Alternate Verification Methods Are Available 

In addition to virtual verification by review of government-issued photo identification, lawyers can verify their client’s identity using the credit file method, the dual process method, or an agent. 

Under the “credit file” method, lawyers may review their client’s credit file if it has existed for at least three years and confirm that the name, address, and date of birth match the information provided by the client. 

Under the “dual process” method, lawyers may review two of the following pieces of information provided by a reliable source who is not the individual: 

  • Name and address
  • Name and date of birth
  • Name and confirmation that they have an account, credit card, or loan with a financial institution

Under the “agent” method, lawyers may use an agent to meet with clients and verify their identity in certain circumstances. 

After confirming that the documents are authentic, valid, and current and provided by reliable sources, the lawyer may complete their virtual verification. 

Special Virtual Verification Rules Exist for Children 

If a lawyer must virtually verify the identity of a client under the age of 12, they must also verify the identity of that child’s parent or guardian. Suppose the individual in question is between 12 and 15. In that case, the lawyer must obtain information from a reliable source that contains the name and address of the minor’s parent or guardian and confirm that the minor lives at the same address. 

Why Lawyers Must Follow Client Identification and Verification Rules

The client identification and verification rules were created to target money laundering, terrorist activity, and other illegal activities. Essentially, they were created to ensure lawyers know who they’re working for and conduct the appropriate due diligence to ensure they are not inadvertently participating in illegal activities. 

Beyond the client identification and verification rules, lawyers must never knowingly assist in or encourage dishonesty, fraud, crime, or other illegal conduct or tell their clients how to break the law without punishment – so these steps are essential for lawyers who handle client funds to ensure they are acting in accordance with Law Society requirements. 

What Lawyers Do with Verification Information

The Law Society of Ontario requires lawyers to keep information, documents, and records relating to client verification for six years after completing the client’s work or the duration of the lawyer-client relationship, whichever is longer. 

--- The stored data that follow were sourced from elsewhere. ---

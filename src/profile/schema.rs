use serde::{Deserialize, Serialize};

#[derive(Debug, Clone, Serialize, Deserialize)]
pub struct Profile {
    #[serde(default)]
    pub environment: EnvironmentConfig,

    /// Channels registered with the package manager, in order
    #[serde(default = "default_channels")]
    pub channels: Vec<String>,

    /// Pinned dependency spec handed verbatim to the package manager,
    /// relative to the profile (or bundle root) unless absolute
    #[serde(default = "default_spec")]
    pub spec: String,

    #[serde(default)]
    pub hooks: HooksConfig,

    /// What to do when the environment already exists
    #[serde(default)]
    pub on_existing: ExistingPolicy,
}

fn default_channels() -> Vec<String> {
    vec!["conda-forge".into()]
}

fn default_spec() -> String {
    "requirements.txt".into()
}

impl Default for Profile {
    fn default() -> Self {
        Self {
            environment: EnvironmentConfig::default(),
            channels: default_channels(),
            spec: default_spec(),
            hooks: HooksConfig::default(),
            on_existing: ExistingPolicy::default(),
        }
    }
}

#[derive(Debug, Clone, Serialize, Deserialize)]
pub struct EnvironmentConfig {
    #[serde(default = "default_env_name")]
    pub name: String,
}

fn default_env_name() -> String {
    "dev".into()
}

impl Default for EnvironmentConfig {
    fn default() -> Self {
        Self {
            name: default_env_name(),
        }
    }
}

/// Scripts copied into the environment's activate.d / deactivate.d
#[derive(Debug, Clone, Serialize, Deserialize)]
pub struct HooksConfig {
    #[serde(default = "default_activate")]
    pub activate: String,

    #[serde(default = "default_deactivate")]
    pub deactivate: String,
}

fn default_activate() -> String {
    "hooks/activate.sh".into()
}

fn default_deactivate() -> String {
    "hooks/deactivate.sh".into()
}

impl Default for HooksConfig {
    fn default() -> Self {
        Self {
            activate: default_activate(),
            deactivate: default_deactivate(),
        }
    }
}

/// Policy when the named environment already exists:
/// `fail` hands the name collision to the package manager,
/// `repair` skips creation and proceeds to hook installation
#[derive(Debug, Clone, Copy, Default, PartialEq, Eq, Serialize, Deserialize)]
#[serde(rename_all = "lowercase")]
pub enum ExistingPolicy {
    #[default]
    Fail,
    Repair,
}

For more information on the client identification and verification process, review the Law Society of Ontario’s Client Identification and Verification flow chart

What Ontario’s Client Identification and Virtual Verification Rules Mean for Clients

Ontario’s client identification and verification rules are in place to protect the public. When retaining a law firm (whether you’ve worked with them in the past or not), you will be required to participate in the client identification and verification process. 

If you are unable or unwilling to provide government-issued photo identification, note that there are other alternatives for verification (such as the credit file and dual process methods noted above).